------ The data
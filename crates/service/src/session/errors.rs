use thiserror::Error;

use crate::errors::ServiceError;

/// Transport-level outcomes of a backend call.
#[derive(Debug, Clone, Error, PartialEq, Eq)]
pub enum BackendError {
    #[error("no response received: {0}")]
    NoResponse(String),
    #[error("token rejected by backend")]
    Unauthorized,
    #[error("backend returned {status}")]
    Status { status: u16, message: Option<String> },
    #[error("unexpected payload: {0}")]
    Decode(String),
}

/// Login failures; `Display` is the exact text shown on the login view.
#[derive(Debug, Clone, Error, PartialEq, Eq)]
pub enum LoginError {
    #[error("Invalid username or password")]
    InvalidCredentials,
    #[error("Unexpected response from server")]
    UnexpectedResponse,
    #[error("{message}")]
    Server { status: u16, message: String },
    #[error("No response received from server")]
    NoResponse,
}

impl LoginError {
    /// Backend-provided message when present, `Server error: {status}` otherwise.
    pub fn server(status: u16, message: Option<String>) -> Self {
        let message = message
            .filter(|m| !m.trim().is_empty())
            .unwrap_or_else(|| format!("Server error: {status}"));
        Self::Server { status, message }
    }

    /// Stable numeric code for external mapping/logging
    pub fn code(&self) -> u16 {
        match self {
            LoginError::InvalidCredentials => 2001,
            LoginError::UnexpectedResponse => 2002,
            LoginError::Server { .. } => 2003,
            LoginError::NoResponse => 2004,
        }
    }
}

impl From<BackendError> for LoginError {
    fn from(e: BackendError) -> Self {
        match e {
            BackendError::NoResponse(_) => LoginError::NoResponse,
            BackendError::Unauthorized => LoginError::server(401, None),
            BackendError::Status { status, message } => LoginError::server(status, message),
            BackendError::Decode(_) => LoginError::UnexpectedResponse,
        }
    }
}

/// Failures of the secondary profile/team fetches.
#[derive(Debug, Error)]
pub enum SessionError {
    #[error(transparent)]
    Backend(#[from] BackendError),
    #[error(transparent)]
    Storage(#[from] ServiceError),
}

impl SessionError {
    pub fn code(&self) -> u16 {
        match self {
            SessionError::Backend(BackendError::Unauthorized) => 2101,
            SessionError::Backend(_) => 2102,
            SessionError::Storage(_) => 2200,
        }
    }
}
------------
All the records above need to be output exactly, with none omitted.

**Solution to this task**
filename crates/service/src/session/errors.rs
use thiserror::Error;

use crate::errors::ServiceError;

/// Transport-level outcomes of a backend call.
#[derive(Debug, Clone, Error, PartialEq, Eq)]
pub enum BackendError {
    #[error("no response received: {0}")]
    NoResponse(String),
    #[error("token rejected by backend")]
    Unauthorized,
    #[error("backend returned {status}")]
    Status { status: u16, message: Option<String> },
    #[error("unexpected payload: {0}")]
    Decode(String),
}

/// Login failures; `Display` is the exact text shown on the login view.
#[derive(Debug, Clone, Error, PartialEq, Eq)]
pub enum LoginError {
    #[error("Invalid username or password")]
    InvalidCredentials,
    #[error("Unexpected response from server")]
    UnexpectedResponse,
    #[error("{message}")]
    Server { status: u16, message: String },
    #[error("No response received from server")]
    NoResponse,
}

impl LoginError {
    /// Backend-provided message when present, `Server error: {status}` otherwise.
    pub fn server(status: u16, message: Option<String>) -> Self {
        let message = message
            .filter(|m| !m.trim().is_empty())
            .unwrap_or_else(|| format!("Server error: {status}"));
        Self::Server { status, message }
    }

    /// Stable numeric code for external mapping/logging
    pub fn code(&self) -> u16 {
        match self {
            LoginError::InvalidCredentials => 2001,
            LoginError::UnexpectedResponse => 2002,
            LoginError::Server { .. } => 2003,
            LoginError::NoResponse => 2004,
        }
    }
}

impl From<BackendError> for LoginError {
    fn from(e: BackendError) -> Self {
        match e {
            BackendError::NoResponse(_) => LoginError::NoResponse,
            BackendError::Unauthorized => LoginError::server(401, None),
            BackendError::Status { status, message } => LoginError::server(status, message),
            BackendError::Decode(_) => LoginError::UnexpectedResponse,
        }
    }
}

/// Failures of the secondary profile/team fetches.
#[derive(Debug, Error)]
pub enum SessionError {
    #[error(transparent)]
    Backend(#[from] BackendError),
    #[error(transparent)]
    Storage(#[from] ServiceError),
}

impl SessionError {
    pub fn code(&self) -> u16 {
        match self {
            SessionError::Backend(BackendError::Unauthorized) => 2101,
            SessionError::Backend(_) => 2102,
            SessionError::Storage(_) => 2200,
        }
    }
}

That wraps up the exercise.